Xi Jinping has made sufficient progress with his anti-corruption crackdown and economic reforms for pushback from influential Chinese with vested interests to grow; more success will beget more backlash. If Mr Xi’s agenda runs into serious trouble, all bets are off with Chinese behaviour—China could lash out abroad to secure support at home. America and its allies make an easy scapegoat, should Beijing want to punish foreign businesses or blame foreign agents for unrest (as was seen in Hong Kong).

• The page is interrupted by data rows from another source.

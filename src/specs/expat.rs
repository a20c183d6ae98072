// src/specs/expat.rs
//
// expat.com forum thread. Every post counts as a review; forums have no
// rating, so it's always the 0 sentinel. Post time comes from the machine
// readable `datetime` attribute, not the displayed text.

use chrono::NaiveDate;

use crate::browser::{DriverError, ElementRef, Session};
use crate::config::selectors::ExpatSelectors;
use crate::config::Pacing;
use crate::core::date;
use crate::core::sanitize::normalize_ws;
use crate::review::Source;

use super::{attr_in, text_in, Extractor, FieldError, RawReview};

pub struct ExpatForum {
    sel: ExpatSelectors,
}

impl ExpatForum {
    pub fn new(sel: ExpatSelectors) -> Self {
        Self { sel }
    }
}

impl Extractor for ExpatForum {
    fn source(&self) -> Source {
        Source::Expat
    }

    fn settle_ms(&self, pacing: &Pacing) -> u64 {
        pacing.slow_page_load_ms
    }

    fn locate(&self, session: &Session) -> Result<Vec<ElementRef>, DriverError> {
        session.driver().find_all(&self.sel.post)
    }

    fn read(&self, session: &Session, el: &ElementRef) -> RawReview {
        RawReview {
            name: text_in(session, el, &self.sel.author),
            rating: Err(FieldError::Missing),
            date: attr_in(session, el, &self.sel.time, &self.sel.time_attr),
            comment: text_in(session, el, &self.sel.message).map(|c| normalize_ws(&c)),
        }
    }

    fn canonical_date(&self, text: &str, _today: NaiveDate) -> String {
        date::normalize_iso(text)
    }
}
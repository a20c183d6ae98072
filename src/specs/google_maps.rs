// src/specs/google_maps.rs
//
// Google Maps place page, reviews pane.
//
// The pane is lazy: only the first handful of reviews exist until the list is
// scrolled. `prepare` clicks through consent, opens the reviews tab and scrolls
// until the list stops growing (bounded). Long comments are cut behind a
// "More"/"Plus" button; it's clicked via script before the comment is read.

use crate::browser::{DriverError, ElementRef, Session};
use crate::config::options::pause;
use crate::config::selectors::GoogleMapsSelectors;
use crate::core::sanitize::{first_number, normalize_ws};
use crate::review::Source;

use super::{attr_in, text_in, Extractor, Field, FieldError, RawReview};

pub struct GoogleMaps {
    sel: GoogleMapsSelectors,
}

impl GoogleMaps {
    pub fn new(sel: GoogleMapsSelectors) -> Self {
        Self { sel }
    }

    /// Star count from the icon's aria-label ("4 étoiles", "Rated 4.0 out of 5").
    /// Whole stars only.
    fn rating(&self, session: &Session, el: &ElementRef) -> Field<f64> {
        let label = attr_in(session, el, &self.sel.rating, "aria-label")?;
        first_number(&label)
            .map(f64::trunc)
            .ok_or(FieldError::Unparseable(label))
    }

    fn comment(&self, session: &Session, el: &ElementRef) -> Field<String> {
        let driver = session.driver();
        if let Ok(more) = driver.find_in(el, &self.sel.expand) {
            if driver.script_click(&more).is_ok() {
                pause(session.pacing().expand_settle_ms);
            }
        }
        let text = normalize_ws(&text_in(session, el, &self.sel.comment)?);
        if text.is_empty() { Err(FieldError::Empty) } else { Ok(text) }
    }
}

impl Extractor for GoogleMaps {
    fn source(&self) -> Source {
        Source::GoogleMaps
    }

    fn prepare(&self, session: &Session) {
        session.prepare_reviews_view();
        session.load_all_content();
    }

    fn locate(&self, session: &Session) -> Result<Vec<ElementRef>, DriverError> {
        let found = session.find_all_first_match(&self.sel.reviews);
        if !found.is_empty() {
            return Ok(found);
        }
        logd!("Google Maps: no review selector matched, trying comment ancestors");
        session.driver().find_all(&self.sel.reviews_fallback)
    }

    fn read(&self, session: &Session, el: &ElementRef) -> RawReview {
        RawReview {
            name: text_in(session, el, &self.sel.name),
            rating: self.rating(session, el),
            date: text_in(session, el, &self.sel.date),
            comment: self.comment(session, el),
        }
    }
}
// src/specs/trustburn.rs
//
// trustburn.com company page. The score is drawn as five star icons, each
// partially filled through an inline `style="width:NN%;"`; the rating is the
// sum of the fills (100% = 1 star).

use crate::browser::{DriverError, ElementRef, Session};
use crate::config::selectors::TrustburnSelectors;
use crate::config::Pacing;
use crate::core::sanitize::{normalize_ws, width_percent};
use crate::review::Source;

use super::{text_in, Extractor, Field, FieldError, RawReview};

pub struct Trustburn {
    sel: TrustburnSelectors,
}

impl Trustburn {
    pub fn new(sel: TrustburnSelectors) -> Self {
        Self { sel }
    }

    /// Any star without a readable width spoils the whole rating.
    fn rating(&self, session: &Session, el: &ElementRef) -> Field<f64> {
        let driver = session.driver();
        let stars = driver.find_all_in(el, &self.sel.stars)?;
        if stars.is_empty() {
            return Err(FieldError::Missing);
        }
        let mut percent: u32 = 0;
        for star in &stars {
            let style = driver.attribute(star, "style")?.unwrap_or_default();
            let sum = width_percent(&style).and_then(|w| percent.checked_add(w));
            percent = sum.ok_or(FieldError::Unparseable(style))?;
        }
        Ok(f64::from(percent) / 100.0)
    }
}

impl Extractor for Trustburn {
    fn source(&self) -> Source {
        Source::Trustburn
    }

    fn settle_ms(&self, pacing: &Pacing) -> u64 {
        pacing.slow_page_load_ms
    }

    fn locate(&self, session: &Session) -> Result<Vec<ElementRef>, DriverError> {
        session.driver().find_all(&self.sel.review)
    }

    fn read(&self, session: &Session, el: &ElementRef) -> RawReview {
        RawReview {
            name: text_in(session, el, &self.sel.author),
            rating: self.rating(session, el),
            date: text_in(session, el, &self.sel.date),
            comment: text_in(session, el, &self.sel.comment).map(|c| normalize_ws(&c)),
        }
    }
}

Down the road, the Russia-China alignment could become a more formalised alliance, undermining America’s foreign-policy initiatives. Germany and China are tightening their economic partnership; ruptures between America and Europe could push Berlin closer to Beijing. In 2015 America must actively engage China to avoid steps in this direction.

TPPing-point

What’s more, engagement in Asia could lock in a rare foreign-policy win for Washington. The Trans-Pacific Partnership (TPP), which would bring 12 countries representing nearly 40% of global GDP into a free-trade pact, is the one big strategic achievement that American leadership could push over the finish line in 2015. It would create tighter Pacific-rim alliances at a time of rising concern about China’s ambitions. The deal would generate big trade gains, and offers Mr Abe an external justification for his economic reforms.

So what’s the hold-up? Progress has stalled owing to snags between Japan and America: Japan won’t compromise on protections for its farmers, nor will America on the car industry. But with distracting American mid-term elections out of the way, a concerted effort could get tpp over the goal line.

The irony is that Mr Obama has taken a lot of criticism for abandoning his “pivot” to Asia in the face of other concerns, yet it is still the region where he is having the most foreign-policy success. With active attention, America should be able to expand on that in 2015.